Survey Data

Reg No

14403704


Rating

Regional


Categories of Special Interest

Architectural


Original Use

Worker's house


Date

1849 - 1889


Coordinates

291436, 255561


Date Recorded

15/05/2002


Date Updated

--/--/--


Description

Detached three-bay single-storey worker's house with half-dormer attic, c.1870, on a symmetrical plan centred on single-bay full-height gabled breakfront. Now disused. Pitched slate roof including gablets to window openings to half-dormer attic centred on pitched (gabled) slate roof (breakfront), clay ridge tiles, "Cavetto" coping to gables on cut-limestone kneelers with rendered chimney stacks to apexes having stringcourses below corbelled stepped capping supporting terracotta pots, and cast-iron rainwater goods on ogee or thumbnail beaded consoles retaining cast-iron downpipes. Rendered, ruled and lined walls on rendered plinth with rendered quoins to corners. Segmental-headed central door opening with two steps, cut-limestone block-and-start surround having chamfered reveals with hood moulding framing boarded-up door having overlight. Square-headed flanking window openings in bipartite arrangement with cut-limestone sills, timber mullions, and cut-limestone block-and-start surrounds having chamfered reveals with hood mouldings framing two-over-two timber sash windows. Square-headed window openings (half-dormer attic) with cut-limestone sills, and cut-limestone block-and-start surrounds having chamfered reveals framing two-over-two timber sash windows. Set back from line of road with wrought iron "estate railings" to perimeter.

Appraisal

A worker's house erected by Edward Plunkett (1808-89), sixteenth Baron of Dunsany, representing an integral component of the nineteenth-century built heritage of County Meath with the architectural value of the composition confirmed by such attributes as the compact plan form centred on an expressed breakfront; the diminishing in scale of the openings on each floor producing a graduated tiered visual effect with the principal "apartments" showing elegant bipartite glazing patterns; the silver-grey limestone dressings demonstrating good quality workmanship; and the miniature gablets embellishing the roof.

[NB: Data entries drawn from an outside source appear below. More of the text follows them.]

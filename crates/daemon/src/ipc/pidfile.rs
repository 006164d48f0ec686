//! PID file utilities for daemon running detection.
//!
//! The PID file is stored at:
//! - `$XDG_DATA_HOME/panehub/daemon.pid` if XDG_DATA_HOME is set
//! - `~/.local/share/panehub/daemon.pid` otherwise
//!
//! Stale files (unparseable, or naming a dead process) are removed whenever
//! they are read.

use std::fs;
use std::io;
use std::path::{Path, PathBuf};

/// Get the path to the daemon PID file.
pub fn get_pid_file_path() -> PathBuf {
    let data_dir = std::env::var_os("XDG_DATA_HOME")
        .filter(|dir| !dir.is_empty())
        .map(PathBuf::from)
        .unwrap_or_else(|| {
            dirs::home_dir()
                .unwrap_or_else(|| PathBuf::from("/tmp"))
                .join(".local/share")
        });
    data_dir.join("panehub").join("daemon.pid")
}

/// Check if a daemon process is currently running.
pub fn is_daemon_running() -> bool {
    get_daemon_pid().is_some()
}

/// Get the PID of the running daemon, if any.
pub fn get_daemon_pid() -> Option<u32> {
    read_live_pid(&get_pid_file_path())
}

/// Records the current process as the running daemon.
pub fn write_pid_file() -> io::Result<PathBuf> {
    let path = get_pid_file_path();
    write_pid_to(&path, std::process::id())?;
    Ok(path)
}

/// Removes the PID file if it names the current process.
pub fn remove_pid_file() {
    let path = get_pid_file_path();
    if read_pid(&path) == Some(std::process::id()) {
        cleanup_stale_pid_file(&path);
    }
}

/// Reads the PID stored at `path` if that process is still alive.
pub fn read_live_pid(path: &Path) -> Option<u32> {
    let Some(pid) = read_pid(path) else {
        if path.exists() {
            cleanup_stale_pid_file(path);
        }
        return None;
    };

    if is_process_running(pid) {
        Some(pid)
    } else {
        cleanup_stale_pid_file(path);
        None
    }
}

/// Writes `pid` to `path`, creating parent directories.
pub fn write_pid_to(path: &Path, pid: u32) -> io::Result<()> {
    if let Some(parent) = path.parent() {
        fs::create_dir_all(parent)?;
    }
    fs::write(path, format!("{}\n", pid))
}

fn read_pid(path: &Path) -> Option<u32> {
    fs::read_to_string(path).ok()?.trim().parse().ok()
}

/// Check if a process with the given PID is running.
#[cfg(target_os = "linux")]
fn is_process_running(pid: u32) -> bool {
    Path::new(&format!("/proc/{}", pid)).exists()
}

#[cfg(all(unix, not(target_os = "linux")))]
fn is_process_running(pid: u32) -> bool {
    use nix::errno::Errno;
    use nix::sys::signal::kill;
    use nix::unistd::Pid;

    let Ok(raw) = i32::try_from(pid) else {
        return false;
    };
    // Signal 0 only checks existence; EPERM still means the process exists.
    matches!(kill(Pid::from_raw(raw), None), Ok(()) | Err(Errno::EPERM))
}

fn cleanup_stale_pid_file(path: &Path) {
    if let Err(e) = fs::remove_file(path) {
        if e.kind() != io::ErrorKind::NotFound {
            tracing::warn!(path = %path.display(), error = %e, "Failed to remove stale PID file");
        }
    } else {
        tracing::debug!(path = %path.display(), "Removed stale PID file");
    }
}
//! Configuration management for the PaneHub daemon.
//!
//! This module provides TOML-based configuration file loading and saving.
//! The default configuration path is `~/.config/panehub/config.toml`.

use std::fs;
use std::net::SocketAddr;
use std::path::{Path, PathBuf};

use anyhow::{Context, Result};
use protocol::PasswordHash;
use serde::{Deserialize, Serialize};
use thiserror::Error;

/// Configuration validation errors.
#[derive(Debug, Error, PartialEq)]
pub enum ConfigError {
    #[error("log_level must be one of: trace, debug, info, warn, error; got {0}")]
    InvalidLogLevel(String),

    #[error("bind_addr must be a socket address like 127.0.0.1:3000, got {0}")]
    InvalidBindAddr(String),

    #[error("terminal size must be non-zero, got {cols}x{rows}")]
    InvalidTerminalSize { cols: u16, rows: u16 },

    #[error("{0} must not be empty")]
    EmptyCommand(&'static str),

    #[error("token_ttl_secs must be between 60 and 2592000 seconds, got {0}")]
    InvalidTokenTtl(u64),

    #[error("observer_queue must be between 16 and 65536, got {0}")]
    InvalidObserverQueue(usize),

    #[error("password_hash is not a valid hash: {0}")]
    InvalidPasswordHash(String),
}

/// Valid log level values for tracing configuration.
const VALID_LOG_LEVELS: &[&str] = &["trace", "debug", "info", "warn", "error"];

/// Default address the relay listens on.
pub const DEFAULT_BIND_ADDR: &str = "127.0.0.1:3000";

/// Default command for agent sessions.
pub const DEFAULT_AGENT_COMMAND: &str = "claude";

const MIN_TOKEN_TTL_SECS: u64 = 60;
const MAX_TOKEN_TTL_SECS: u64 = 30 * 24 * 60 * 60;
const MIN_OBSERVER_QUEUE: usize = 16;
const MAX_OBSERVER_QUEUE: usize = 65536;

/// Main configuration structure for the PaneHub daemon.
#[derive(Debug, Clone, Serialize, Deserialize, PartialEq, Default)]
#[serde(default)]
pub struct Config {
    /// General daemon configuration.
    pub daemon: DaemonConfig,

    /// Network-related configuration.
    pub network: NetworkConfig,

    /// Session process configuration.
    pub session: SessionConfig,

    /// Security settings.
    pub security: SecurityConfig,

    /// Observer fan-out settings.
    pub relay: RelayConfig,
}

/// General daemon configuration.
#[derive(Debug, Clone, Serialize, Deserialize, PartialEq)]
#[serde(default)]
pub struct DaemonConfig {
    /// Directory for daemon data (token secret, pid file).
    pub data_dir: PathBuf,

    /// Logging level (trace, debug, info, warn, error).
    pub log_level: String,

    /// Optional file to append logs to instead of stderr.
    #[serde(skip_serializing_if = "Option::is_none")]
    pub log_file: Option<PathBuf>,
}

/// Network configuration for the relay listener.
#[derive(Debug, Clone, Serialize, Deserialize, PartialEq)]
#[serde(default)]
pub struct NetworkConfig {
    /// Socket address the websocket relay binds to.
    pub bind_addr: String,
}

/// Session process configuration.
#[derive(Debug, Clone, Serialize, Deserialize, PartialEq)]
#[serde(default)]
pub struct SessionConfig {
    /// Shell used for sessions created without a working directory.
    pub shell: String,

    /// Agent command used for sessions created with a working directory.
    pub agent_command: String,

    /// Extra arguments passed to the agent command.
    pub agent_args: Vec<String>,

    /// Initial terminal width.
    pub cols: u16,

    /// Initial terminal height.
    pub rows: u16,

    /// Value of TERM in session environments.
    pub term: String,
}

/// Security settings.
#[derive(Debug, Clone, Serialize, Deserialize, PartialEq)]
#[serde(default)]
pub struct SecurityConfig {
    /// Password hash checked before issuing tokens (see `hash-password`).
    #[serde(skip_serializing_if = "Option::is_none")]
    pub password_hash: Option<String>,

    /// Lifetime of issued access tokens in seconds.
    pub token_ttl_secs: u64,
}

/// Observer fan-out settings.
#[derive(Debug, Clone, Serialize, Deserialize, PartialEq)]
#[serde(default)]
pub struct RelayConfig {
    /// Events buffered per observer before it is disconnected as too slow.
    pub observer_queue: usize,
}

impl Default for DaemonConfig {
    fn default() -> Self {
        Self {
            data_dir: default_data_dir(),
            log_level: "info".to_string(),
            log_file: None,
        }
    }
}

impl Default for NetworkConfig {
    fn default() -> Self {
        Self {
            bind_addr: DEFAULT_BIND_ADDR.to_string(),
        }
    }
}

impl Default for SessionConfig {
    fn default() -> Self {
        Self {
            shell: default_shell(),
            agent_command: DEFAULT_AGENT_COMMAND.to_string(),
            agent_args: Vec::new(),
            cols: 120,
            rows: 30,
            term: "xterm-256color".to_string(),
        }
    }
}

impl Default for SecurityConfig {
    fn default() -> Self {
        Self {
            password_hash: None,
            token_ttl_secs: protocol::DEFAULT_TOKEN_TTL_SECS,
        }
    }
}

impl Default for RelayConfig {
    fn default() -> Self {
        Self {
            observer_queue: 1024,
        }
    }
}

/// Returns the default configuration file path.
pub fn default_config_path() -> PathBuf {
    dirs::config_dir()
        .unwrap_or_else(|| PathBuf::from("."))
        .join("panehub")
        .join("config.toml")
}

/// Returns the default data directory path.
fn default_data_dir() -> PathBuf {
    dirs::data_local_dir()
        .unwrap_or_else(|| PathBuf::from("."))
        .join("panehub")
}

/// Returns the default shell for the current platform.
fn default_shell() -> String {
    if cfg!(windows) {
        "powershell.exe".to_string()
    } else {
        std::env::var("SHELL").unwrap_or_else(|_| "/bin/sh".to_string())
    }
}

impl Config {
    /// Apply environment variable overrides to the configuration.
    ///
    /// Environment variables take precedence over config file values.
    /// Supported variables:
    /// - PANEHUB_BIND_ADDR: Override relay listen address
    /// - PANEHUB_LOG_LEVEL: Override log level (trace, debug, info, warn, error)
    /// - PANEHUB_PASSWORD_HASH: Override the login password hash
    /// - PANEHUB_SHELL: Override the plain shell
    /// - PANEHUB_AGENT_COMMAND: Override the agent command
    pub fn apply_env_overrides(&mut self) {
        if let Some(addr) = non_empty_env("PANEHUB_BIND_ADDR") {
            tracing::info!("Overriding bind_addr from environment: {}", addr);
            self.network.bind_addr = addr;
        }

        if let Some(level) = non_empty_env("PANEHUB_LOG_LEVEL") {
            tracing::info!("Overriding log_level from environment: {}", level);
            self.daemon.log_level = level;
        }

        if let Some(hash) = non_empty_env("PANEHUB_PASSWORD_HASH") {
            tracing::info!("Overriding password_hash from environment");
            self.security.password_hash = Some(hash);
        }

        if let Some(shell) = non_empty_env("PANEHUB_SHELL") {
            tracing::info!("Overriding shell from environment: {}", shell);
            self.session.shell = shell;
        }

        if let Some(agent) = non_empty_env("PANEHUB_AGENT_COMMAND") {
            tracing::info!("Overriding agent_command from environment: {}", agent);
            self.session.agent_command = agent;
        }
    }

    /// Validate the configuration values.
    ///
    /// Returns an error if any configuration value is outside the valid range.
    pub fn validate(&self) -> Result<(), ConfigError> {
        let level = self.daemon.log_level.to_lowercase();
        if !VALID_LOG_LEVELS.contains(&level.as_str()) {
            return Err(ConfigError::InvalidLogLevel(self.daemon.log_level.clone()));
        }

        if self.network.bind_addr.parse::<SocketAddr>().is_err() {
            return Err(ConfigError::InvalidBindAddr(self.network.bind_addr.clone()));
        }

        if self.session.cols == 0 || self.session.rows == 0 {
            return Err(ConfigError::InvalidTerminalSize {
                cols: self.session.cols,
                rows: self.session.rows,
            });
        }

        if self.session.shell.trim().is_empty() {
            return Err(ConfigError::EmptyCommand("shell"));
        }

        if self.session.agent_command.trim().is_empty() {
            return Err(ConfigError::EmptyCommand("agent_command"));
        }

        if !(MIN_TOKEN_TTL_SECS..=MAX_TOKEN_TTL_SECS).contains(&self.security.token_ttl_secs) {
            return Err(ConfigError::InvalidTokenTtl(self.security.token_ttl_secs));
        }

        if !(MIN_OBSERVER_QUEUE..=MAX_OBSERVER_QUEUE).contains(&self.relay.observer_queue) {
            return Err(ConfigError::InvalidObserverQueue(self.relay.observer_queue));
        }

        self.password_hash()?;

        Ok(())
    }

    /// Parses the configured password hash, if any.
    pub fn password_hash(&self) -> Result<Option<PasswordHash>, ConfigError> {
        match &self.security.password_hash {
            Some(text) => text
                .parse::<PasswordHash>()
                .map(Some)
                .map_err(|e| ConfigError::InvalidPasswordHash(e.to_string())),
            None => Ok(None),
        }
    }

    /// Returns the parsed relay listen address.
    pub fn bind_addr(&self) -> Result<SocketAddr, ConfigError> {
        self.network
            .bind_addr
            .parse()
            .map_err(|_| ConfigError::InvalidBindAddr(self.network.bind_addr.clone()))
    }

    /// Path of the persisted token signing secret.
    pub fn token_secret_path(&self) -> PathBuf {
        self.daemon.data_dir.join("token.key")
    }

    /// Load configuration from a file.
    ///
    /// If the file does not exist, returns the default configuration.
    /// If the file exists but is invalid TOML, returns an error with
    /// a helpful message.
    pub fn load<P: AsRef<Path>>(path: P) -> Result<Self> {
        let path = path.as_ref();

        if !path.exists() {
            tracing::debug!("Config file not found at {:?}, using defaults", path);
            return Ok(Self::default());
        }

        let contents = fs::read_to_string(path)
            .with_context(|| format!("Failed to read config file: {}", path.display()))?;

        Self::from_toml(&contents)
            .with_context(|| format!("Failed to parse config file: {}", path.display()))
    }

    /// Load configuration from the default path.
    pub fn load_default() -> Result<Self> {
        Self::load(default_config_path())
    }

    /// Parse configuration from a TOML string.
    pub fn from_toml(toml_str: &str) -> Result<Self> {
        toml::from_str(toml_str)
            .map_err(|e| anyhow::anyhow!("Invalid TOML configuration: {}", format_toml_error(&e)))
    }

    /// Save configuration to a file.
    ///
    /// Creates parent directories if they don't exist.
    pub fn save<P: AsRef<Path>>(&self, path: P) -> Result<()> {
        let path = path.as_ref();

        if let Some(parent) = path.parent() {
            fs::create_dir_all(parent).with_context(|| {
                format!("Failed to create config directory: {}", parent.display())
            })?;
        }

        let contents = self.to_toml()?;
        fs::write(path, contents)
            .with_context(|| format!("Failed to write config file: {}", path.display()))?;

        tracing::debug!("Configuration saved to {:?}", path);
        Ok(())
    }

    /// Serialize configuration to a TOML string.
    pub fn to_toml(&self) -> Result<String> {
        toml::to_string_pretty(self).context("Failed to serialize configuration to TOML")
    }
}

fn non_empty_env(name: &str) -> Option<String> {
    std::env::var(name).ok().filter(|v| !v.is_empty())
}

/// Format a TOML deserialization error for user-friendly display.
fn format_toml_error(error: &toml::de::Error) -> String {
    let mut msg = error.message().to_string();

    if let Some(span) = error.span() {
        msg.push_str(&format!(" (at position {}..{})", span.start, span.end));
    }

    msg
}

A prolonged period of neglect notwithstanding, the form and massing survive intact together with substantial quantities of the original fabric, both to the exterior and to the interior, thus upholding the character or integrity of a worker's house forming part of a self-contained ensemble (including 14403705 - 14403706) making a pleasing visual statement in a sylvan street scene.